Tuesday, September 07, 2010

Nels Cline’s “DIRTY BABY”


A jazz guy that’s consorted with punk-rockers and avant-gardists of every stripe since the mid-‘90s and earned a payday with arty alt-rockers Wilco since 2004, 50something Angeleno Nels Cline’s maybe the most interesting axe-slinger to emerge in the last 20 years. (To these feedback-scorched ears, the only player who even comes close is Japanese psych-rocker Michio Kurihara.) With 2009’s masterful solo overdubfest Coward, Cline seemed to be hitting his stride, an impression borne out by this year’s encyclopedic half-studio/half-live double CD Initiate.
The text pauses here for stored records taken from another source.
use std::path::Path;

use anyhow::{Context, Result};
use clap::Parser;
use tracing_subscriber::EnvFilter;

use stint_cli::commands::{history, init, start, stats, status, stop, todo, transition};
use stint_cli::{Cli, Commands, Config, TodoAction};
use stint_core::{Mode, TodoId, UserId};
use stint_db::SegmentFilter;

/// Load config and open database, ensuring the parent directory exists.
fn open_database(config_path: Option<&Path>) -> Result<(stint_db::Database, Config)> {
    let config = Config::load_from(config_path).context("failed to load configuration")?;
    tracing::debug!(?config, "loaded configuration");

    if let Some(parent) = config.database_path.parent() {
        std::fs::create_dir_all(parent).context("failed to create database directory")?;
    }

    let db = stint_db::Database::open(&config.database_path).context("failed to open database")?;
    Ok((db, config))
}

#[expect(
    clippy::too_many_lines,
    reason = "CLI command dispatch is inherently verbose"
)]
fn main() -> Result<()> {
    let cli = Cli::parse();

    // Initialize tracing with verbose flag support
    let filter = if cli.verbose {
        EnvFilter::new("debug")
    } else {
        EnvFilter::from_default_env()
    };
    // Use try_init to avoid panic if tracing is already initialized (e.g., in tests)
    let _ = tracing_subscriber::fmt().with_env_filter(filter).try_init();

    let mut stdout = std::io::stdout();

    let Some(command) = &cli.command else {
        // No subcommand, show help
        use clap::CommandFactory;
        Cli::command().print_help()?;
        println!();
        return Ok(());
    };

    if let Commands::Init = command {
        let config = Config::load_from(cli.config.as_deref()).context("failed to load configuration")?;
        return init::run(&mut stdout, &config);
    }

    let (mut db, config) = open_database(cli.config.as_deref())?;
    let user = UserId::new(cli.user.clone().unwrap_or_else(|| config.user.clone()))?;
    let offset = config
        .reporting_offset()
        .context("utc_offset_minutes is out of range")?;

    match command {
        Commands::Init => unreachable!("handled above"),
        Commands::Todo { action } => match action {
            TodoAction::Add { title, priority } => {
                todo::add(&mut stdout, &mut db, &user, title, *priority)?;
            }
            TodoAction::List => todo::list(&mut stdout, &db, &user)?,
            TodoAction::Done { todo_id } => {
                let todo_id = TodoId::new(todo_id.clone())?;
                todo::done(&mut stdout, &mut db, &user, &todo_id)?;
            }
        },
        Commands::Start { todo_id } => {
            let todo_id = TodoId::new(todo_id.clone())?;
            start::run(&mut stdout, &mut db, &user, &todo_id)?;
        }
        Commands::Pause { reason } => {
            transition::run(&mut stdout, &mut db, &user, Mode::Pause, *reason)?;
        }
        Commands::Break { reason } => {
            transition::run(&mut stdout, &mut db, &user, Mode::Break, *reason)?;
        }
        Commands::Resume { reason } => {
            transition::run(&mut stdout, &mut db, &user, Mode::Focus, *reason)?;
        }
        Commands::Stop => stop::run(&mut stdout, &mut db, &user)?,
        Commands::Status => status::run(&mut stdout, &db, &user)?,
        Commands::History {
            date,
            start: range_start,
            end,
            mode,
            reason,
            todo,
        } => {
            if let Some(date) = date {
                history::daily(&mut stdout, &db, &user, *date, offset)?;
            } else {
                let filter = SegmentFilter {
                    mode: *mode,
                    reason: *reason,
                    start_date: *range_start,
                    end_date: *end,
                    todo_id: todo.clone().map(TodoId::new).transpose()?,
                };
                history::range(&mut stdout, &db, &user, &filter, offset)?;
            }
        }
        Commands::Stats => stats::run(&mut stdout, &db, &user, offset)?,
    }

    Ok(())
}
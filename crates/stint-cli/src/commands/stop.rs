//! Stop command: end the active session.

use std::io::Write;

use anyhow::{Result, bail};
use chrono::Utc;

use stint_core::{UserId, session_totals};
use stint_db::Database;

pub fn run<W: Write>(writer: &mut W, db: &mut Database, user: &UserId) -> Result<()> {
    let Some(active) = db.active_session(user)? else {
        bail!("no active session");
    };
    let session = db.stop_session(user, &active.session.id)?;

    // The formerly open segment was closed at the session's end instant,
    // so totals over the pre-stop timeline evaluated there are final.
    let ended_at = session.ended_at.unwrap_or_else(Utc::now);
    let totals = session_totals(&active.segments, ended_at);
    writeln!(
        writer,
        "Stopped session {} (focus {}, pause/break {})",
        session.id,
        super::fmt_seconds(totals.focus_seconds),
        super::fmt_seconds(totals.pause_seconds),
    )?;
    Ok(())
}

#[cfg(test)]
mod tests {
    use super::*;
    use stint_core::Priority;

    #[test]
    fn stop_ends_the_active_session() {
        let mut db = Database::open_in_memory().unwrap();
        let user = UserId::new("user-1").unwrap();
        let todo = db.add_todo(&user, "deep work", Priority::Med).unwrap();
        db.start_session(&user, &todo.id).unwrap();

        let mut output = Vec::new();
        run(&mut output, &mut db, &user).unwrap();
        assert!(String::from_utf8(output).unwrap().starts_with("Stopped session "));
        assert!(db.active_session(&user).unwrap().is_none());
    }

    #[test]
    fn stop_without_active_session_fails() {
        let mut db = Database::open_in_memory().unwrap();
        let user = UserId::new("user-1").unwrap();
        let mut output = Vec::new();
        let err = run(&mut output, &mut db, &user).unwrap_err();
        assert_eq!(err.to_string(), "no active session");
    }
}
The music on Cline’s new double CD box set DIRTY BABY (out October 12th on Cryptogramophone) was commissioned by Initiate producer/poet David Breskin -- who produced crucial ‘80s sides for Ronald Shannon Jackson and John Zorn -- to accompany a book of L.A. artist Ed Ruscha’s “censor strip” paintings from the ‘80s and ‘90s. (The box set includes two booklets of Ruscha reproductions as well as a third containing liner notes by Cline and session photos.) The producer had previously worked on a similar project with guitarist Bill Frisell (2002’s RICHTER 858, devoted to the abstract art of Gerhard Richter), and his selection of Cline for this project indicates an appreciation of what may be the guitarist’s great strength: his compositions. (What this isn’t: a “hot lixxx” rekkid.) Cline’s no stranger to integrating his music with visual art, either, having worked with action painter Norton Wisdom in the group Banyan.

Recorded in three days during January 2008, DIRTY BABY consists of an extended piece, divided into six sections for programming ease, on one disc and 33 short pieces -- originally intended to be no longer than a minute apiece; a couple run as long as three minutes and change -- on the other. Inspired by Ruscha’s Silhouette series, “Side A” attempts to musically depict nothing less than the rise and fall of American civilization, and its succession of musical events unfolds at a leisurely pace, while the pieces on “Side B” are more directly referential of Ruscha’s abstract Cityscapes and thus are more episodic, with Zornian quick cuts between moods and musical styles.

Besides Cline’s regular accompanists Scott Amendola on drums and Devin Hoff on bass, the two discs feature different musicians and instrumentation, reflective of their different themes. On “Side A,” the rustic tones of chromatic harmonica, banjo, ukelele, and pedal steel bump up against the ultramodern electronics of Jon Brion’s EMS Synthi, Amendola’s loops, and the leader’s arsenal of effects, Megamouth, and Quintronics Drum Buddy. It’s a ruminative journey, reminiscent of an old ECM side, until the ensemble locks into a couple of mutant trip-hop grooves and proceeds to ride each one for 10 minutes plus. On “Side B,” the musical settings range from primitive cigarbox guitars to orchestral arrangements to feedback meltdowns to heavy metal (used by American soldiers to torture Iraqi prisoners –- fathom that). The relative brevity of the musical intervals means it’s harder to wrap your head around than “Side A,” and a mite disconcerting if you try to do so. Worthwhile, though.